- Work to be completed: Your answer should repeat every line of the records below in which the word "nodes" appears.

▬▬▬▬▬▬

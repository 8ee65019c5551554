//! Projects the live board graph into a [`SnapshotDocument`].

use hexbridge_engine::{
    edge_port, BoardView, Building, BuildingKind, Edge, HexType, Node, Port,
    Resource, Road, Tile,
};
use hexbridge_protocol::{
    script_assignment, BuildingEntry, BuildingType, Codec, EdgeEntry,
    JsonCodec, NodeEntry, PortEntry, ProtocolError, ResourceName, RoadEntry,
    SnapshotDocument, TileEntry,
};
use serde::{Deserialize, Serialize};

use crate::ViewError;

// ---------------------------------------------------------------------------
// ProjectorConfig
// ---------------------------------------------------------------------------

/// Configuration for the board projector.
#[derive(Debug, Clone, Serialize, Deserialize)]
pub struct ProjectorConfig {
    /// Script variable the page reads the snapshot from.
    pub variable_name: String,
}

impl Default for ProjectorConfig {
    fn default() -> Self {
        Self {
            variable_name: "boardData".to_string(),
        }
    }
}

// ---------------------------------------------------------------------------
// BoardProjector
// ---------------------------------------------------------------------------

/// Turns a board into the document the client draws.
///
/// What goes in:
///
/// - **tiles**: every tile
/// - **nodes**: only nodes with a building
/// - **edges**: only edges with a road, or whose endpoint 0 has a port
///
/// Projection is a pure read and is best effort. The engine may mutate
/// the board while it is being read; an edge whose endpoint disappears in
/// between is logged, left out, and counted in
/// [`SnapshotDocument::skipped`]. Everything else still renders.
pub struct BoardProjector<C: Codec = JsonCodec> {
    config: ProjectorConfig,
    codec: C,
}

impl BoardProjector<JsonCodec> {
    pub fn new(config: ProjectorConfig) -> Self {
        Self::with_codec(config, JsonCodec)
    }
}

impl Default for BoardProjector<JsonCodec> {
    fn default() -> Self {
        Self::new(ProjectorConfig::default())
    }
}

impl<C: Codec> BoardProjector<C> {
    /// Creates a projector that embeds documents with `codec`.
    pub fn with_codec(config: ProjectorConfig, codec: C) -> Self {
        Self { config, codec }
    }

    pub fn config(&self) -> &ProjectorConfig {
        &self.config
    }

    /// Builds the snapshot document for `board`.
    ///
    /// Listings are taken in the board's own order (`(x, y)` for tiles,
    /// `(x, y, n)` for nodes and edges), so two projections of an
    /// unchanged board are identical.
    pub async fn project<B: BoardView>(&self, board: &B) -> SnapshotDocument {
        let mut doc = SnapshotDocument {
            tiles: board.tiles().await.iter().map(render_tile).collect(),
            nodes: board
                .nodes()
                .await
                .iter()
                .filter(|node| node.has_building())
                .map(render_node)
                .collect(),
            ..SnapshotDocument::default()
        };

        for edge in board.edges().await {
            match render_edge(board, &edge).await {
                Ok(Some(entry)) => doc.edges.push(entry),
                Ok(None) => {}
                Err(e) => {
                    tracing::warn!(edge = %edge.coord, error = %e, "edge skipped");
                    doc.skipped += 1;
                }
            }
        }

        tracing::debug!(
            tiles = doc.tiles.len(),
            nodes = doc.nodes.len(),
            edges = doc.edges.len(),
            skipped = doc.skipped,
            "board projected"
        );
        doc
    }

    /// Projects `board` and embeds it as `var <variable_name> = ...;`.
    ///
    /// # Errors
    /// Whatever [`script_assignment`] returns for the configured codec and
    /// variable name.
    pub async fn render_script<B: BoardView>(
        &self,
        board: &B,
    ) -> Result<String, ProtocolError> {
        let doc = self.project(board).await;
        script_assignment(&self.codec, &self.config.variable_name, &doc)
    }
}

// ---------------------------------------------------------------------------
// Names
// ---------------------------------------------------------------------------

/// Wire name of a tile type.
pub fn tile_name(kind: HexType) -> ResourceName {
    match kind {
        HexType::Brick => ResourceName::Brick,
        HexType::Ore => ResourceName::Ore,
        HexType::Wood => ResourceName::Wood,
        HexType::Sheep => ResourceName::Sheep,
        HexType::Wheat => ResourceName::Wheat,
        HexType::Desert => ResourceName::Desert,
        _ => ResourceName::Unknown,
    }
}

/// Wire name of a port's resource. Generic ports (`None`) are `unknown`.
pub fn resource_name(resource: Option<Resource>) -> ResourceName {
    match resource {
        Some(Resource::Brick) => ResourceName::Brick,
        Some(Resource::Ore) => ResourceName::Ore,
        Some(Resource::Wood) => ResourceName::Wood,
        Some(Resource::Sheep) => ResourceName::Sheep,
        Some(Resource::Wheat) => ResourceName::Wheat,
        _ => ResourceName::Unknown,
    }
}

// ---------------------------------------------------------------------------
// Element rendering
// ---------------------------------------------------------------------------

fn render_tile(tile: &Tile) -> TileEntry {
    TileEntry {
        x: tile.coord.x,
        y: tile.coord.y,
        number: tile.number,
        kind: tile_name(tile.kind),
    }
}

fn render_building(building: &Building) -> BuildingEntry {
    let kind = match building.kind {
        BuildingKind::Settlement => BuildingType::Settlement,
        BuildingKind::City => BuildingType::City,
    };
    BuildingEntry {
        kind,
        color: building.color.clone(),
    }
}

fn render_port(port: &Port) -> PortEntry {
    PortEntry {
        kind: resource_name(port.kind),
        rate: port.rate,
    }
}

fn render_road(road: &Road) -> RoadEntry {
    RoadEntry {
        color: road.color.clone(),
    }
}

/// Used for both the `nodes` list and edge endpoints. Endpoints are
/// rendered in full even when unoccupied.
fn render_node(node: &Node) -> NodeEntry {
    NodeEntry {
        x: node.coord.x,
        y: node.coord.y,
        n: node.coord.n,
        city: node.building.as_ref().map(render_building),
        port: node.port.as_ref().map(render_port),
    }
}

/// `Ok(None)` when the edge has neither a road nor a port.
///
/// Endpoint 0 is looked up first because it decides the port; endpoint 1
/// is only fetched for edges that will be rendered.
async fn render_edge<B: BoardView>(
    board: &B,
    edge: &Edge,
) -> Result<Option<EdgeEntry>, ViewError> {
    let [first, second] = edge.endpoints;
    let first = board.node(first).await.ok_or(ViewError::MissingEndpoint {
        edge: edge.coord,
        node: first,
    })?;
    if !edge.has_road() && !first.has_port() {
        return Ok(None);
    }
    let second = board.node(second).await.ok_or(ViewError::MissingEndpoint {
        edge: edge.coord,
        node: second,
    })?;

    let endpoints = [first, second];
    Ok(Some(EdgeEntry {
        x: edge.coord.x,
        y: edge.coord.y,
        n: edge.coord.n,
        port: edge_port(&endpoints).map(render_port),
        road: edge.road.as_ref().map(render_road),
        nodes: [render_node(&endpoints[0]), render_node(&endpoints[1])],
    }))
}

▬▬▬▬▬▬

- Result for this exercise:
/// - **nodes**: only nodes with a building
    /// `(x, y, n)` for nodes and edges), so two projections of an
            nodes: board
                .nodes()
            nodes = doc.nodes.len(),
/// Used for both the `nodes` list and edge endpoints. Endpoints are
        nodes: [render_node(&endpoints[0]), render_node(&endpoints[1])],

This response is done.